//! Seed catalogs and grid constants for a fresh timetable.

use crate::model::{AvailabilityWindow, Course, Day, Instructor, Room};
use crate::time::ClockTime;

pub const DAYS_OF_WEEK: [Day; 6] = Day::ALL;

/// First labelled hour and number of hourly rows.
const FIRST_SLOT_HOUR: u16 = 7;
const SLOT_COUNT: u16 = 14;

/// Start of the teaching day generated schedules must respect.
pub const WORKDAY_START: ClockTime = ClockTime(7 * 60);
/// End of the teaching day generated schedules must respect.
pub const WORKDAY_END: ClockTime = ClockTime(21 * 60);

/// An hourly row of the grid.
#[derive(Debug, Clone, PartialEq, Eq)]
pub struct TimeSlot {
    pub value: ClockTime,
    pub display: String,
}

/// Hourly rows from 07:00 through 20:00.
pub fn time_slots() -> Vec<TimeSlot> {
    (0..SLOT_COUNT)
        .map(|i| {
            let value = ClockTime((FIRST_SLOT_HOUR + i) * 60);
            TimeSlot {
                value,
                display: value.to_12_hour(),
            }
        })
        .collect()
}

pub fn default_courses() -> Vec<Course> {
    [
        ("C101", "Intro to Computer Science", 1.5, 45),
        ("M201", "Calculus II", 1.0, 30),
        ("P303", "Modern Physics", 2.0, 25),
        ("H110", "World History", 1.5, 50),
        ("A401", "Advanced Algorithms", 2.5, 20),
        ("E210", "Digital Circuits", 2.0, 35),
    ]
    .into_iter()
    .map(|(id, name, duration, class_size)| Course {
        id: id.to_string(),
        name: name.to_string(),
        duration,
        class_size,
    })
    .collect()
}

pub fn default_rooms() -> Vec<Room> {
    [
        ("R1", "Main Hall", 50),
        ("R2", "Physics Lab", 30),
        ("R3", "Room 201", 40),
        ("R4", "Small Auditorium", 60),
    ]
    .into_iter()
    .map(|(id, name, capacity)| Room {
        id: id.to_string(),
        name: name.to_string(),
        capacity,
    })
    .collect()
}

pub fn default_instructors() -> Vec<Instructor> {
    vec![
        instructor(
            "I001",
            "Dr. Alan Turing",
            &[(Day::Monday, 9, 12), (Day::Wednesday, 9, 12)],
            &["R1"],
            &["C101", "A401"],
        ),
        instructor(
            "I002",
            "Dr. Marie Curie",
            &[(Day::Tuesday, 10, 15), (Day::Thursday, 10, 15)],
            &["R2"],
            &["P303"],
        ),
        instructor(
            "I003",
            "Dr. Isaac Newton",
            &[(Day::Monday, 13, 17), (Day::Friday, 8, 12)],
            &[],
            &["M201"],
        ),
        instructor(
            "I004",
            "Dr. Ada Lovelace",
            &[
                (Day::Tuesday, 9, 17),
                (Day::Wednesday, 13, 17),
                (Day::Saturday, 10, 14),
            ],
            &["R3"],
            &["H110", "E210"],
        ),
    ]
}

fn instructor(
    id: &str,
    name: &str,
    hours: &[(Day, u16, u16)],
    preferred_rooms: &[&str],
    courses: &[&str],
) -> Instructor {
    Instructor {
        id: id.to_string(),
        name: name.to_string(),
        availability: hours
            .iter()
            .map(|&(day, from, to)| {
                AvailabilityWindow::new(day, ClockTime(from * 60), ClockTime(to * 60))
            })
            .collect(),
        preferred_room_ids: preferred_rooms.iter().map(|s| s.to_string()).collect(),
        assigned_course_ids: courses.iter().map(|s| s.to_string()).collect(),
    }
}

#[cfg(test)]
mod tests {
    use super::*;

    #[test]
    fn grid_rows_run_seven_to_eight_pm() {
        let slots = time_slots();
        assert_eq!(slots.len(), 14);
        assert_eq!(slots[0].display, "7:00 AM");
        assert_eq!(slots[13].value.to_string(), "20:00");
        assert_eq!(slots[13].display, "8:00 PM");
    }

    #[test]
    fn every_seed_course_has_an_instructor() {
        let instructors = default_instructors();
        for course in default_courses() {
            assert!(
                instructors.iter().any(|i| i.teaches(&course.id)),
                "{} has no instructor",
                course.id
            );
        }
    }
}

++++++++++

**BRIEF**
Where in the records does the word "Physics" appear? Copy each line that holds it.

**WRITTEN REPLY**
        ("P303", "Modern Physics", 2.0, 25),
        ("R2", "Physics Lab", 30),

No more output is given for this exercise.